Top of Entries shown
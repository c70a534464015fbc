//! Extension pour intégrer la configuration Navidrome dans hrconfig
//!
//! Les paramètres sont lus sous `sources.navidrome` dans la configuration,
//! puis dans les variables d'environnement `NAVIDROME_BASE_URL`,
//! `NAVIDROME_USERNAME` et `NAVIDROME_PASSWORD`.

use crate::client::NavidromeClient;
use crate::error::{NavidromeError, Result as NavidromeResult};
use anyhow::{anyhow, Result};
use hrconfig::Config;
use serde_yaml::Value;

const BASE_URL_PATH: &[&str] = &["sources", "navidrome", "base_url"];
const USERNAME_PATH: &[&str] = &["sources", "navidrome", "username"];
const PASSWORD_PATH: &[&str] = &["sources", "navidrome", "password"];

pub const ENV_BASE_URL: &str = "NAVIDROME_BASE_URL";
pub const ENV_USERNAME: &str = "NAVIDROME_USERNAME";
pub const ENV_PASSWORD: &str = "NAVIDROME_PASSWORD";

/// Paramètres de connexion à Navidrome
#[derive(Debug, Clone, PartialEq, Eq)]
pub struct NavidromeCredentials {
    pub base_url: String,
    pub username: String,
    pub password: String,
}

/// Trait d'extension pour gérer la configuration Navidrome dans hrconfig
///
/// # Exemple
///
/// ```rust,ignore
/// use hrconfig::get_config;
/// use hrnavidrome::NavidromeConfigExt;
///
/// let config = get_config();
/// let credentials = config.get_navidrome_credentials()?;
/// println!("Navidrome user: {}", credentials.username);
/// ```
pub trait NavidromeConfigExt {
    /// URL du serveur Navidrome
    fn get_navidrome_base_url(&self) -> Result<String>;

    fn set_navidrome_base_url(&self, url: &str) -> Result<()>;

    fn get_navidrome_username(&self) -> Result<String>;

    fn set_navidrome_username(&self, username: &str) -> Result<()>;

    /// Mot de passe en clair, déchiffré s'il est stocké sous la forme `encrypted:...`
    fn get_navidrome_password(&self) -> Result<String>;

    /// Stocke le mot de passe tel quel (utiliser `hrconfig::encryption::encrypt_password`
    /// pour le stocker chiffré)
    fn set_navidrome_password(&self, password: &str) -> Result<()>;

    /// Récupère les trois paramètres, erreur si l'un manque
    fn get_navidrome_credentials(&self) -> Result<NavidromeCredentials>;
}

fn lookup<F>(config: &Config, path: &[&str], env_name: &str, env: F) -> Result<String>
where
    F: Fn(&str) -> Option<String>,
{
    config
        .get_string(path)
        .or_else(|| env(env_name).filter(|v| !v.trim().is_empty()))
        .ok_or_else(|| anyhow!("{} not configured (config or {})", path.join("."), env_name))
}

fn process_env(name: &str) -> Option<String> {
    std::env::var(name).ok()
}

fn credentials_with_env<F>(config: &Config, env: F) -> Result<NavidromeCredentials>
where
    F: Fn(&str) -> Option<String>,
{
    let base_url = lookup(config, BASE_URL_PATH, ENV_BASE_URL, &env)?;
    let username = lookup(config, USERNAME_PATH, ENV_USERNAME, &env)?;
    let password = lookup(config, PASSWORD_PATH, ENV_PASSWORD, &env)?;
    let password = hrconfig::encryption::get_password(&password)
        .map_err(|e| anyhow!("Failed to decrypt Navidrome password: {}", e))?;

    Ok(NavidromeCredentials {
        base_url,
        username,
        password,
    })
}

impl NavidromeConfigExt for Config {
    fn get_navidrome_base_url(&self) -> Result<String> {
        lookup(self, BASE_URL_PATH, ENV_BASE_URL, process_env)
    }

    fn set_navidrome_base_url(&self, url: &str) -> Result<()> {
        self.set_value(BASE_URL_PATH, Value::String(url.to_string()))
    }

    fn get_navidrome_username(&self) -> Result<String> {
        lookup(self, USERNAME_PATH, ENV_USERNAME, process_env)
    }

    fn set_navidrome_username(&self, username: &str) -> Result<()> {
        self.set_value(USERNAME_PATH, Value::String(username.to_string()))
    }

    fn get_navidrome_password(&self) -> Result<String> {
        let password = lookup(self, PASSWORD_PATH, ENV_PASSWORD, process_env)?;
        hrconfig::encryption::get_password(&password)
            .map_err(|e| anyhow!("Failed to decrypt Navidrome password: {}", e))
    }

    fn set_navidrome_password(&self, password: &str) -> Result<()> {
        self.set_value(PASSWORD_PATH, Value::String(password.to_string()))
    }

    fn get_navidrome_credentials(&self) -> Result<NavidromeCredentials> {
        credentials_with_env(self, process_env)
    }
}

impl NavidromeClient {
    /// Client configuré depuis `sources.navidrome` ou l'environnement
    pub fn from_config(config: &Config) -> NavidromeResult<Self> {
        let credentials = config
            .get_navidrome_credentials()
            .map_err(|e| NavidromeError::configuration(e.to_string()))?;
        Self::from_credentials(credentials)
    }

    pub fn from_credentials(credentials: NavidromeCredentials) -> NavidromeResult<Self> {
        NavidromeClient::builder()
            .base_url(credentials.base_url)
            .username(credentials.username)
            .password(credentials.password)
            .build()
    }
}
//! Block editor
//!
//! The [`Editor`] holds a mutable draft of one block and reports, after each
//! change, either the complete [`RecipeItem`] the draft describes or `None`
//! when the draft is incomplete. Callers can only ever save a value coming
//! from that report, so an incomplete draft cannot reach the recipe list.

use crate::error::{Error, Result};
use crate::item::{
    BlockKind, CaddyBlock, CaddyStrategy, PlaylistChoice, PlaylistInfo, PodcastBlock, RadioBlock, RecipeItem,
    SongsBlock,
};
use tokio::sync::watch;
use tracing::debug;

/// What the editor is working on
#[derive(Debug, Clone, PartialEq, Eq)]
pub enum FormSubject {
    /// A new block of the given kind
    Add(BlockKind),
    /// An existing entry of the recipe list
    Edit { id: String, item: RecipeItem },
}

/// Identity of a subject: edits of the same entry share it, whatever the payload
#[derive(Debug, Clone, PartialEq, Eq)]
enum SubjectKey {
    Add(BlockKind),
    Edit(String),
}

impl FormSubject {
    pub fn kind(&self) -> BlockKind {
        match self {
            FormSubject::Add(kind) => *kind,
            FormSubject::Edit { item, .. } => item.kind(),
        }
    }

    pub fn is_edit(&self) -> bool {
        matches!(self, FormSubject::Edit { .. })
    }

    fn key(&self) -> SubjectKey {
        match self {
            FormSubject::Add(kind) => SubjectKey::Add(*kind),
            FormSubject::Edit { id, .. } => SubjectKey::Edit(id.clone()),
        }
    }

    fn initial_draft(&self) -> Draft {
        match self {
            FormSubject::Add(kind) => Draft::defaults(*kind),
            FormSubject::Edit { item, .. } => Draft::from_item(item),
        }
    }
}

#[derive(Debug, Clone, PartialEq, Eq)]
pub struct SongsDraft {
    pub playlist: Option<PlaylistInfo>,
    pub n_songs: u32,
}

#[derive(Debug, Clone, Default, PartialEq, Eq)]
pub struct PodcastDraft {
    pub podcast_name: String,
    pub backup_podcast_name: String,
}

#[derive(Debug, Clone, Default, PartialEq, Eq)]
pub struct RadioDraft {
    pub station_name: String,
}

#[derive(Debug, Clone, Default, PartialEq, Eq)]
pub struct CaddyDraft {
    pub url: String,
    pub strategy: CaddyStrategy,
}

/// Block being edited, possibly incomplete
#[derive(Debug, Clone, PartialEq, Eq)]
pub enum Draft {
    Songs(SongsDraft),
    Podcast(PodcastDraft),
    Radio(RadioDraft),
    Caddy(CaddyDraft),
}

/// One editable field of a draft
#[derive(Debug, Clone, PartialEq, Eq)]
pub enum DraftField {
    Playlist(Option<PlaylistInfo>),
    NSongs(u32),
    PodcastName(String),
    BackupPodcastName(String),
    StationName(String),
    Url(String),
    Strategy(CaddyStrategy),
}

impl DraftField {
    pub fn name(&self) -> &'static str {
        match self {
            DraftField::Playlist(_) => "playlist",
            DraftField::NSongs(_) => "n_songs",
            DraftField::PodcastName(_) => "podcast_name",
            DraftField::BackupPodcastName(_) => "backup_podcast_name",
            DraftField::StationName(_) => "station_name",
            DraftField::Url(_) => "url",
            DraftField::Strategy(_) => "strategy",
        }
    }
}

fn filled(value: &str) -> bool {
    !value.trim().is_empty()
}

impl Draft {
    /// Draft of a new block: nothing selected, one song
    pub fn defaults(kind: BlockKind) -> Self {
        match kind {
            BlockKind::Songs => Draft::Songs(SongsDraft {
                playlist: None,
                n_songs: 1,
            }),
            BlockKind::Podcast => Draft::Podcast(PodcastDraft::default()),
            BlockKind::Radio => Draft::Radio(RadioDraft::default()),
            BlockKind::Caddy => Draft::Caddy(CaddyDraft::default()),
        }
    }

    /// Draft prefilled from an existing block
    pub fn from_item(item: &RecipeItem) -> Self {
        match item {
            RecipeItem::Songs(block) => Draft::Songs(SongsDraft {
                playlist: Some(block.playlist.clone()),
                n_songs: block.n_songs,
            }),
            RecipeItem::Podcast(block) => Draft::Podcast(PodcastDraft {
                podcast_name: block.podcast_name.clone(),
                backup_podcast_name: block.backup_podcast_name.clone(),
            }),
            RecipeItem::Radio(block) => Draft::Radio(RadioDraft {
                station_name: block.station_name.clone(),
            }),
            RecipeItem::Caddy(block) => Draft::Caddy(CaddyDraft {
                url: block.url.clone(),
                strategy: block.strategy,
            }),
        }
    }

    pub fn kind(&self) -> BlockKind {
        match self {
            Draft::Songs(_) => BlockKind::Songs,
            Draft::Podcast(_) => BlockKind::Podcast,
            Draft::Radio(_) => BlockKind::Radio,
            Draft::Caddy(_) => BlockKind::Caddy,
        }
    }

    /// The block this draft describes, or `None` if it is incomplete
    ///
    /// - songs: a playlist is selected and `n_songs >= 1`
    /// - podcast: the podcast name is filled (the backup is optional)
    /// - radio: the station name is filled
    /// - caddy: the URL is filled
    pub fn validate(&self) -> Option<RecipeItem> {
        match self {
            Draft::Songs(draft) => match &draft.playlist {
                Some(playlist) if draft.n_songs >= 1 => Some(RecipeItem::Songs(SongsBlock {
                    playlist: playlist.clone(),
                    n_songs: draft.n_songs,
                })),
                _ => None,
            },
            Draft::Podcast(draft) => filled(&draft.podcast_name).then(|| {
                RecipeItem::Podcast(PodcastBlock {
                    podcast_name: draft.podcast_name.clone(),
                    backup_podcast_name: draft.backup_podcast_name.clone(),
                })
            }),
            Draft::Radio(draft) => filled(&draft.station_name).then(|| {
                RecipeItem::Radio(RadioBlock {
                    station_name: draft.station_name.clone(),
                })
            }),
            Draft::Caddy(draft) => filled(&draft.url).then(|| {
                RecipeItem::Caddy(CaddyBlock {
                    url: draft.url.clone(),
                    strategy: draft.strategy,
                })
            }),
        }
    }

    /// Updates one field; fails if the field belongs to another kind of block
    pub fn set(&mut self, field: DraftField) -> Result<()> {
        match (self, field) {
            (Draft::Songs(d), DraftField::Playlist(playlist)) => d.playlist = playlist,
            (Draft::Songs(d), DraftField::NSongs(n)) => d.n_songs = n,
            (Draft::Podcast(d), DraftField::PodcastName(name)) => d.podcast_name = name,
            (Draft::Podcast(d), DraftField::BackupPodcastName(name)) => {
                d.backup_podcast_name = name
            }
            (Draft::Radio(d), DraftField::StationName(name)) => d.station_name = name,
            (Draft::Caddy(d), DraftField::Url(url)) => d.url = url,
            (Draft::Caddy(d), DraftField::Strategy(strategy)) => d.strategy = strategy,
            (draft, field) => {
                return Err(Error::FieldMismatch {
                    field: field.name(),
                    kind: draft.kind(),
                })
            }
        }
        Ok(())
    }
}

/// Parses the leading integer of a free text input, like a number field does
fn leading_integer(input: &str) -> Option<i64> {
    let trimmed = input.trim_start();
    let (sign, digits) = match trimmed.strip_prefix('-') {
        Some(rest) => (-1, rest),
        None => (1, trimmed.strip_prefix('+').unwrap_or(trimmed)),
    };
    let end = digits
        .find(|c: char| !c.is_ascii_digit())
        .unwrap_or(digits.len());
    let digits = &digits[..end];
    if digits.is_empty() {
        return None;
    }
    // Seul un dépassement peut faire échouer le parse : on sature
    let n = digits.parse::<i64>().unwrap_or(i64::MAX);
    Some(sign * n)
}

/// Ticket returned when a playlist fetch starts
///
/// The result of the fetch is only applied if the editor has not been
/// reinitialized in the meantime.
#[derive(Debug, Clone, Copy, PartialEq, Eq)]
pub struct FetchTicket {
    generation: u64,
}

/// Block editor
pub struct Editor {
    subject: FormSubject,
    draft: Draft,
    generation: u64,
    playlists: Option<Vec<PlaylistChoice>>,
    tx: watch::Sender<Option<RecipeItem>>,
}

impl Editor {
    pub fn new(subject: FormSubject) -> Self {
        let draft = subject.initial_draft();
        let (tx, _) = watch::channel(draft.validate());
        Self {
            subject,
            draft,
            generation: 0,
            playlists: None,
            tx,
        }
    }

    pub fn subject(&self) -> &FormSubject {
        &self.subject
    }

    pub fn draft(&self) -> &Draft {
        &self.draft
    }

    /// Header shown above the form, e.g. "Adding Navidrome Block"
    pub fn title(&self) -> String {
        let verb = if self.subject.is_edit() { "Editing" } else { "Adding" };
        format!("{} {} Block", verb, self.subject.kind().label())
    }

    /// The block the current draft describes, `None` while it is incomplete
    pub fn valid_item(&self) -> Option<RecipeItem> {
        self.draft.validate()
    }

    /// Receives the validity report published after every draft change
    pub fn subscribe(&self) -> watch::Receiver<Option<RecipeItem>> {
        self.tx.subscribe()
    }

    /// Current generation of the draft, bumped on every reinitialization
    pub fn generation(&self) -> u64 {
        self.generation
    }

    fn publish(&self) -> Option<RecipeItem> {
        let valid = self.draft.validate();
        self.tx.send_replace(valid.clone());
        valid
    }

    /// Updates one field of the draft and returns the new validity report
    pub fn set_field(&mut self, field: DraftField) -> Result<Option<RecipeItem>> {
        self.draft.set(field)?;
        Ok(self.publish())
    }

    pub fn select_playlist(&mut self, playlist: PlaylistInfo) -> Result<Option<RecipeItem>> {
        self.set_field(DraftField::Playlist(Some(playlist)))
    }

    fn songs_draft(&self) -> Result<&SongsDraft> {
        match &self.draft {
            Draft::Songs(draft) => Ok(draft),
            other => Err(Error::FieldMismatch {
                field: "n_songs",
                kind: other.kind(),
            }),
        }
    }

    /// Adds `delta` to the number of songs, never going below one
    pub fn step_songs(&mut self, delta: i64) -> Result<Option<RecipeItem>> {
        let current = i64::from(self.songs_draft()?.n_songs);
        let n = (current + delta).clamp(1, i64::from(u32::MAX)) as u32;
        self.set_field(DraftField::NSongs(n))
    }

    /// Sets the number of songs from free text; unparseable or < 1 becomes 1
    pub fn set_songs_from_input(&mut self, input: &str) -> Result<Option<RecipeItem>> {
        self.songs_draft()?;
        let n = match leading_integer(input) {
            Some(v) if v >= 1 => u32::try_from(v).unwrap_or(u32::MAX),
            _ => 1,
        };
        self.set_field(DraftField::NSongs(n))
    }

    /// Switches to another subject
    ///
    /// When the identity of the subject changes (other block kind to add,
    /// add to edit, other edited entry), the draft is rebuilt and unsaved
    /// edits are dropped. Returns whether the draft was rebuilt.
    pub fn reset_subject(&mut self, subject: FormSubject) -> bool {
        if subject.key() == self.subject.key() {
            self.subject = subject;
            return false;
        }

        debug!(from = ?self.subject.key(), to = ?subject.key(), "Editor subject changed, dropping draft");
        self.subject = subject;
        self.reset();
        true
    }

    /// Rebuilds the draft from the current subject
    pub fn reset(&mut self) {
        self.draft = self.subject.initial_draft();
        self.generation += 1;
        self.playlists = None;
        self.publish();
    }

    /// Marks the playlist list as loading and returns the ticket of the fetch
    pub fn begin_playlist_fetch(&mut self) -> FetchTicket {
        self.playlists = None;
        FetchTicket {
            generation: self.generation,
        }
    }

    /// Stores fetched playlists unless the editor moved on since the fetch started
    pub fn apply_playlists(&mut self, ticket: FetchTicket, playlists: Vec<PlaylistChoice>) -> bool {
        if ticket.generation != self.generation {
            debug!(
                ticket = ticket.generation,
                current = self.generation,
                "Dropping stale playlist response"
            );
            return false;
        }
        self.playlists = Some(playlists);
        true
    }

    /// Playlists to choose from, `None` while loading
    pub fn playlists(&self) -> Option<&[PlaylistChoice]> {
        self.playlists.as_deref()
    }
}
Bottom of Entries shown
What the exercise asks: Taking the records from the top, repeat each line exactly until you have repeated the line that contains "du serveur Navidrome".

Output for this task:
repository c70a534464015fbc
//! Extension pour intégrer la configuration Navidrome dans hrconfig
//!
//! Les paramètres sont lus sous `sources.navidrome` dans la configuration,
//! puis dans les variables d'environnement `NAVIDROME_BASE_URL`,
//! `NAVIDROME_USERNAME` et `NAVIDROME_PASSWORD`.

use crate::client::NavidromeClient;
use crate::error::{NavidromeError, Result as NavidromeResult};
use anyhow::{anyhow, Result};
use hrconfig::Config;
use serde_yaml::Value;

const BASE_URL_PATH: &[&str] = &["sources", "navidrome", "base_url"];
const USERNAME_PATH: &[&str] = &["sources", "navidrome", "username"];
const PASSWORD_PATH: &[&str] = &["sources", "navidrome", "password"];

pub const ENV_BASE_URL: &str = "NAVIDROME_BASE_URL";
pub const ENV_USERNAME: &str = "NAVIDROME_USERNAME";
pub const ENV_PASSWORD: &str = "NAVIDROME_PASSWORD";

/// Paramètres de connexion à Navidrome
#[derive(Debug, Clone, PartialEq, Eq)]
pub struct NavidromeCredentials {
    pub base_url: String,
    pub username: String,
    pub password: String,
}

/// Trait d'extension pour gérer la configuration Navidrome dans hrconfig
///
/// # Exemple
///
/// ```rust,ignore
/// use hrconfig::get_config;
/// use hrnavidrome::NavidromeConfigExt;
///
/// let config = get_config();
/// let credentials = config.get_navidrome_credentials()?;
/// println!("Navidrome user: {}", credentials.username);
/// ```
pub trait NavidromeConfigExt {
    /// URL du serveur Navidrome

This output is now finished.